Excelentíssimo Sr. LUIS INACIO LULA DA SILVA

Presidente da República

Excelentíssimo Sr. MANGABEIRA UNGER

Ministro Extraordinário de Assuntos Estratégicos

Excelentíssimos Senhores,

A 37ª Assembléia dos Povos Indígenas de Roraima, reunida nos dias 06 a 10 março de 2008, na comunidade indígena Barro, região Surumu, Terra Indígena Raposa Serra do Sol-RR, amparados pelos dispositivos constitucionais do artigo 176, 231 e 232 da Constituição Federal, na Convenção 169 da OIT e na Declaração da ONU sobre Direitos dos Povos Indígenas, vimos expor e requerer:

1. Nossa assembléia é um momento muito importante, realizada anualmente para discutir temas relevantes para o Movimento Indígena e para a consolidação dos direitos humanos aos povos indígenas, como foco o fortalecimento dos povos indígenas quanto os direitos territoriais, sustentabilidade, meio ambiente, educação e saúde indígena.

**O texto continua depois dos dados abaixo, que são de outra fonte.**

//! The attribute synchronization core
//!
//! Four cooperating pieces, all driven from a single poll loop:
//! [`tracker::RequestTracker`] matches fetches to responses or timeouts,
//! [`registry::SubscriptionRegistry`] holds the live watch set,
//! [`mirror::ActuatorMirror`] binds the boolean state to its output pin,
//! and [`controller::SyncController`] is the state machine that wires
//! them to a [`crate::transport::Session`].

pub mod controller;
pub mod mirror;
pub mod registry;
pub mod tracker;

pub use controller::{SyncController, SyncState};
pub use mirror::ActuatorMirror;
pub use registry::SubscriptionRegistry;
pub use tracker::RequestTracker;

2. Não se justifica a demora na conclusão da retirada dos ocupantes não índios das terras indígenas. Terras indígenas homologadas há mais de 20 anos ainda sofrem com a presença de ocupantes (TIs: Boqueirão, Pium/Taiano, Ponta da Serra, Tabalascada, Jacamim, Moscow, Muriru, Manoá-Pium/Serra da Lua, Anaro, Aningal, Yanomami, RSS, São Marcos). Muitas destas terras foram demarcadas em ilhas, deixando de fora recursos naturais imprescindíveis para a sobrevivência física e cultural dos povos indígenas. Solicitamos respostas de todos os pedidos de ampliação que até hoje foram ignorados;

3. A presença dos arrozeiros e demais ocupantes não índios na TI Raposa Serra do Sol - RSS ameaça os povos indígenas de Roraima e acarreta na violação de direitos constitucionais, inclusive internacionalmente reconhecidos. Já se passaram três anos desde a homologação e não esperaremos por vinte anos. O Estado Brasileiro deve providenciar a retirada imediata dos ocupantes.

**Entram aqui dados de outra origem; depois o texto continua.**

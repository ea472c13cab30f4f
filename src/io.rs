//! Physical I/O seams
//!
//! Pin access sits behind small traits so the synchronization core can be
//! driven by real GPIO on device hardware and by in-process fakes in
//! tests and host-side runs. Inputs follow the pull-up convention:
//! logic-low means pressed/active.

use std::sync::atomic::{AtomicBool, Ordering};
use std::sync::Arc;
use tracing::info;

/// A writable digital output, e.g. an LED pin
pub trait OutputPin: Send {
    fn write(&mut self, high: bool);
}

/// A readable digital input, e.g. a button pin
///
/// `is_active` returns true when the input is asserted. With the pull-up
/// convention that means the line reads logic-low.
pub trait InputPin: Send {
    fn is_active(&self) -> bool;
}

/// Simulated LED backed by a shared flag, with tracing on transitions
///
/// The shared handle lets tests and the host binary observe the physical
/// output independently of the mirror's state field.
pub struct SimLed {
    pin: u8,
    level: Arc<AtomicBool>,
}

impl SimLed {
    pub fn new(pin: u8) -> Self {
        Self {
            pin,
            level: Arc::new(AtomicBool::new(false)),
        }
    }

    /// Handle for observing the driven level
    pub fn level_handle(&self) -> Arc<AtomicBool> {
        self.level.clone()
    }
}

impl OutputPin for SimLed {
    fn write(&mut self, high: bool) {
        self.level.store(high, Ordering::SeqCst);
        info!(pin = self.pin, state = if high { "ON" } else { "OFF" }, "LED");
    }
}

/// Simulated push button
///
/// `press`/`release` set the line level; `is_active` reports pressed.
#[derive(Clone)]
pub struct SimButton {
    pressed: Arc<AtomicBool>,
}

impl SimButton {
    pub fn new() -> Self {
        Self {
            pressed: Arc::new(AtomicBool::new(false)),
        }
    }

    pub fn press(&self) {
        self.pressed.store(true, Ordering::SeqCst);
    }

    pub fn release(&self) {
        self.pressed.store(false, Ordering::SeqCst);
    }
}

impl Default for SimButton {
    fn default() -> Self {
        Self::new()
    }
}

impl InputPin for SimButton {
    fn is_active(&self) -> bool {
        self.pressed.load(Ordering::SeqCst)
    }
}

4. A TI RSS foi homologada com uma ferida, que é a sede do Município do Uiramutã. Os limites reclamados não estão apenas sobre o núcleo urbano existente na data da homologação, 15/04/2005, mas amplia limites que vão abranger as comunidades indígenas. Solicitamos que haja providencias imediatas para que os direitos territoriais das comunidades indígenas não sejam violados.

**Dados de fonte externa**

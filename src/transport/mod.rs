//! Transport layer for platform communication
//!
//! This module provides the session abstraction over the device-management
//! platform connection and its MQTT implementation. The synchronization
//! core talks to [`Session`] only, which enables dependency injection and
//! testing against a scripted mock.

use crate::attributes::{AttributeKey, AttributeSet, AttributeValue};
use std::collections::BTreeSet;
use std::fmt;

pub mod mqtt;

/// Opaque identity of one outstanding attribute fetch
///
/// Supplied by the transport layer at issue time. On the reference wire
/// protocol this is the integer suffix of the request/response topics.
#[derive(Debug, Clone, Copy, PartialEq, Eq, Hash, PartialOrd, Ord)]
pub struct RequestId(pub u32);

impl fmt::Display for RequestId {
    fn fmt(&self, f: &mut fmt::Formatter<'_>) -> fmt::Result {
        write!(f, "{}", self.0)
    }
}

/// Inbound protocol events, drained once per scheduling tick
#[derive(Debug, Clone, PartialEq)]
pub enum SessionEvent {
    /// Response to an attribute fetch request
    ///
    /// `request_id` is present when the wire protocol addressed the
    /// response; without it the request tracker attributes the payload to
    /// the oldest pending fetch that asked for one of its keys.
    Response {
        request_id: Option<RequestId>,
        attributes: AttributeSet,
    },
    /// Server-initiated push of shared attribute values
    SharedUpdate(AttributeSet),
}

/// Session trait for platform communication
///
/// Abstraction over the pub/sub + request/response attribute protocol.
/// Implementations own connectivity; reconnection policy belongs to the
/// reconciliation controller, so a lost connection simply makes
/// [`Session::is_connected`] report false until `connect` is called again.
#[async_trait::async_trait]
pub trait Session: Send + Sync {
    type Error: std::error::Error + Send + Sync + 'static;

    /// Establish a fresh connection to the platform
    async fn connect(&mut self) -> Result<(), Self::Error>;

    /// Tear down the current connection
    async fn disconnect(&mut self) -> Result<(), Self::Error>;

    /// Whether the session is currently usable for publishing
    fn is_connected(&self) -> bool;

    /// Subscribe to shared-attribute pushes and fetch responses
    ///
    /// Must be called after every successful `connect`; subscriptions do
    /// not survive a connection loss.
    async fn subscribe_attributes(&mut self) -> Result<(), Self::Error>;

    /// Issue an attribute fetch for the given client-side keys
    ///
    /// Returns the opaque request identity the response (if any) will be
    /// matched against.
    async fn request_client_attributes(
        &mut self,
        keys: &BTreeSet<AttributeKey>,
    ) -> Result<RequestId, Self::Error>;

    /// Report one client attribute value outward
    async fn report_attribute(
        &mut self,
        key: &AttributeKey,
        value: &AttributeValue,
    ) -> Result<(), Self::Error>;

    /// Drain inbound events without blocking
    fn drain_events(&mut self) -> Vec<SessionEvent>;
}

/// Type alias for the MQTT session
pub type MqttSession = mqtt::MqttSession;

5.Foram queimadas 12 casas na c.i. Mutum, região das serras, sendo 08 destas nesta madrugada. Segundo as informações da comunidade, empregados do garimpeiro Pedro Gaúcho são suspeitos de envolvimento. Já foram denunciados inúmeros ataques que sofremos em razão da disputa sobre a terra e da permanência dos ocupantes não índios. Essas denúncias não foram resolvidas: inquéritos policiais não concluídos, arquivamentos por falta de devida investigação, prescrição de casos e nenhuma punição de fato. Exigimos que sejam tomadas as devidas providências para que este não seja mais um caso de impunidade. Solicitamos auditoria sobre os inquéritos que tratam da matéria indígena, apurando os motivos dos arquivamentos e a demora nas providencias, além de um relatório sobre o andamento dos casos. Solicitamos com urgências medidas para prevenir outras violências e garantir a segurança das comunidades indígenas;

6. Outro ponto crítico é a proposta de construção de uma usina hidrelétrica no rio Cotingo, no interior da Terra Indígena Raposa Serra do Sol. Tal projeto é inconstitucional, tem teor político de desmobilizar a demarcação da terra, acarretará em novas invasões e impactos ambientais indesejados e, portanto, não é de nosso interesse. Além disso, a autorização que se discute no PDC 2540/06 é uma proposta cega e inconseqüente. Por que os povos indígenas têm que ser sacrificados? É inaceitável a maneira com que se vem conduzindo essa discussão. Os povos indígenas têm o direito à consulta, que deve ser respeitado por todas as esferas do governo. Assim, o Governo Federal não deve medir esforços para que o PDC 2540/06 seja rejeitado e arquivado.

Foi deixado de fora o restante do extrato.